Did I like anything about this?  The plot, involving the poisoning of London’s water supply, is just batty enough to get swept up in, though authors like Robin Stevens with her Murder Most Unladylike series, Sharna Jackson’s High Rise Mystery (2019) — the sequel to which is out in a few weeks, people — and even End Blyton’s Five Find-Outers do a far better job of convincingly rendering a situation enabling children to excel where adults couldn’t.  For a book that draws repeated comparisons to Agatha Christie’s work (yes, that’s why she’s called Agatha, and she has Hercule Poirot as an imaginary friend — scarcely less of a facsimile here than in anything Sophie Hannah has written — and has read all Christie’s works…but, like, no other detective fiction) this has an alarming air of Destination Unknown (1954) about it.  It would be a thriller if you could engage in it long enough to be thrilled, with only the unpicking of a code requiring anything approaching smarts, and even that gifts Agatha a magic key and access to a super-secret organisation in which her mother was a top agent lkgakva0-3r

Sorry, I just sighed so hard that I lost consciousness there for a minute or two.  Er, what was I saying?
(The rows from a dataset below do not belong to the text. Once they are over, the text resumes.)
use std::time::Duration;
use thiserror::Error;

use crate::{config::ConfigError, rpc::RpcError};

/// Errors surfaced by the supervisor, the coordinator and harness setup.
///
/// Configuration and RPC errors are carried unchanged so callers can still match on the
/// original cause.
#[derive(Error, Debug)]
#[non_exhaustive]
pub enum HarnessError {
    /// Node configuration could not be found or interpreted.
    #[error(transparent)]
    Config(#[from] ConfigError),

    /// An RPC call failed after any transport-level recovery.
    #[error(transparent)]
    Rpc(#[from] RpcError),

    /// The daemon binary could not be launched.
    #[error("Failed to spawn `{binary}`: {source}")]
    Spawn {
        binary: String,
        #[source]
        source: std::io::Error,
    },

    /// Nodes did not satisfy the convergence predicate before the deadline.
    #[error(
        "Nodes did not converge within {waited:?} ({polls} polls, last error: {})",
        .last_error.as_deref().unwrap_or("none")
    )]
    ConvergenceTimeout { waited: Duration, polls: u64, last_error: Option<String> },

    /// Harness settings (`tandem.toml` plus environment) failed to load.
    #[error("Settings error: {0}")]
    Settings(#[from] ::config::ConfigError),

    /// Settings loaded but are inconsistent.
    #[error("Invalid settings: {0}")]
    InvalidSettings(String),

    /// Filesystem error while preparing or inspecting a data directory.
    #[error("I/O error: {0}")]
    Io(#[from] std::io::Error),
}

impl HarnessError {
    /// Returns `true` if the error came from a convergence or reachability deadline.
    #[must_use]
    pub fn is_timeout(&self) -> bool {
        matches!(self, Self::ConvergenceTimeout { .. })
    }
}
use parking_lot::Mutex;
use std::{
    collections::HashMap,
    path::{Path, PathBuf},
    sync::Arc,
};

use super::{RpcClient, RpcClientConfig};
use crate::{
    config::{discover_default_config, discover_from_path},
    errors::HarnessError,
    types::ConnectionIdentity,
};

#[derive(Default)]
struct RegistryState {
    clients: HashMap<ConnectionIdentity, Arc<RpcClient>>,
    default_identity: Option<ConnectionIdentity>,
}

/// Hands out one shared [`RpcClient`] per [`ConnectionIdentity`].
///
/// The most recent explicitly requested identity becomes the default, which is what
/// [`get_connection(None)`](Self::get_connection) resolves to. When no default exists yet,
/// credentials are discovered from the daemon's default config file.
///
/// Cached clients are not revalidated; after restarting a daemon with new credentials,
/// [`evict`](Self::evict) the old identity.
pub struct ConnectionRegistry {
    config: RpcClientConfig,
    discovery_path: Option<PathBuf>,
    state: Mutex<RegistryState>,
}

impl ConnectionRegistry {
    #[must_use]
    pub fn new(config: RpcClientConfig) -> Self {
        Self { config, discovery_path: None, state: Mutex::new(RegistryState::default()) }
    }

    /// Uses `path` instead of the platform default when discovering credentials.
    #[must_use]
    pub fn with_discovery_path(mut self, path: impl Into<PathBuf>) -> Self {
        self.discovery_path = Some(path.into());
        self
    }

    /// Returns the client for `identity`, creating it on first use.
    ///
    /// - `Some(identity)`: reuse or create, and make `identity` the default.
    /// - `None`: use the default identity, discovering one if none is known.
    ///
    /// # Errors
    ///
    /// - [`HarnessError::Config`] if discovery is needed and fails
    /// - [`HarnessError::Rpc`] if the HTTP client cannot be built
    pub fn get_connection(
        &self,
        identity: Option<ConnectionIdentity>,
    ) -> Result<Arc<RpcClient>, HarnessError> {
        let mut state = self.state.lock();

        let identity = match identity {
            Some(identity) => {
                if state.default_identity.as_ref() != Some(&identity) {
                    tracing::debug!(
                        user = %identity.user,
                        port = identity.port,
                        "switching default rpc identity"
                    );
                }
                state.default_identity = Some(identity.clone());
                identity
            }
            None => match state.default_identity.clone() {
                Some(identity) => identity,
                None => {
                    let identity = self.discover()?.identity();
                    state.default_identity = Some(identity.clone());
                    identity
                }
            },
        };

        if let Some(client) = state.clients.get(&identity) {
            return Ok(Arc::clone(client));
        }

        let client = Arc::new(RpcClient::connect(identity.clone(), &self.config)?);
        state.clients.insert(identity, Arc::clone(&client));
        Ok(client)
    }

    fn discover(&self) -> Result<crate::config::DiscoveredConfig, HarnessError> {
        let discovered = match &self.discovery_path {
            Some(path) => discover_from_path(path)?,
            None => discover_default_config()?,
        };
        tracing::info!(
            path = %discovered.path.display(),
            port = discovered.port,
            "using discovered default rpc credentials"
        );
        Ok(discovered)
    }

    /// Drops the cached client for `identity`. Returns `true` if one was cached.
    ///
    /// The default identity is kept; the next lookup builds a fresh client.
    pub fn evict(&self, identity: &ConnectionIdentity) -> bool {
        self.state.lock().clients.remove(identity).is_some()
    }

    /// Drops every cached client and forgets the default identity.
    pub fn clear(&self) {
        let mut state = self.state.lock();
        state.clients.clear();
        state.default_identity = None;
    }

    /// Identity that [`get_connection(None)`](Self::get_connection) currently resolves to.
    #[must_use]
    pub fn default_identity(&self) -> Option<ConnectionIdentity> {
        self.state.lock().default_identity.clone()
    }

    /// Number of cached clients.
    #[must_use]
    pub fn len(&self) -> usize {
        self.state.lock().clients.len()
    }

    #[must_use]
    pub fn is_empty(&self) -> bool {
        self.len() == 0
    }

    #[must_use]
    pub fn config(&self) -> &RpcClientConfig {
        &self.config
    }

    #[must_use]
    pub fn discovery_path(&self) -> Option<&Path> {
        self.discovery_path.as_deref()
    }
}

impl Default for ConnectionRegistry {
    fn default() -> Self {
        Self::new(RpcClientConfig::default())
    }
}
Oh, yeah, it’s moderately charming that Agatha is known to all the doormen or front-desk people of all the nerdy places in London — the Royal Geographical Society, the British Museum, etc — and the fact that Christie-obsessed Agatha called her cat Oliver is allowed to simply happen without being rammed down your throat How Subtle an Agatha Christie Reference It Is was some consolation.  Everything else, from the School Bully Who Actually Might Be A Good Person Underneath to the Monologuing Villain Who’d’ve Gotten Away With It if He Could Shut The Hell Up, just seems to be trying too hard to please too many people.  There’s a reason TV is written like TV and books are written like books; the guiding hand of one or two people to keep a book on course is far more important given the deeply personal nature of the storytelling involved.  Done badly like this, with adults no doubt Blue Sky Thinking up the Next Big Thing, you’re left with a book that wants to be TV and isn’t really good enough to be a book in the first place.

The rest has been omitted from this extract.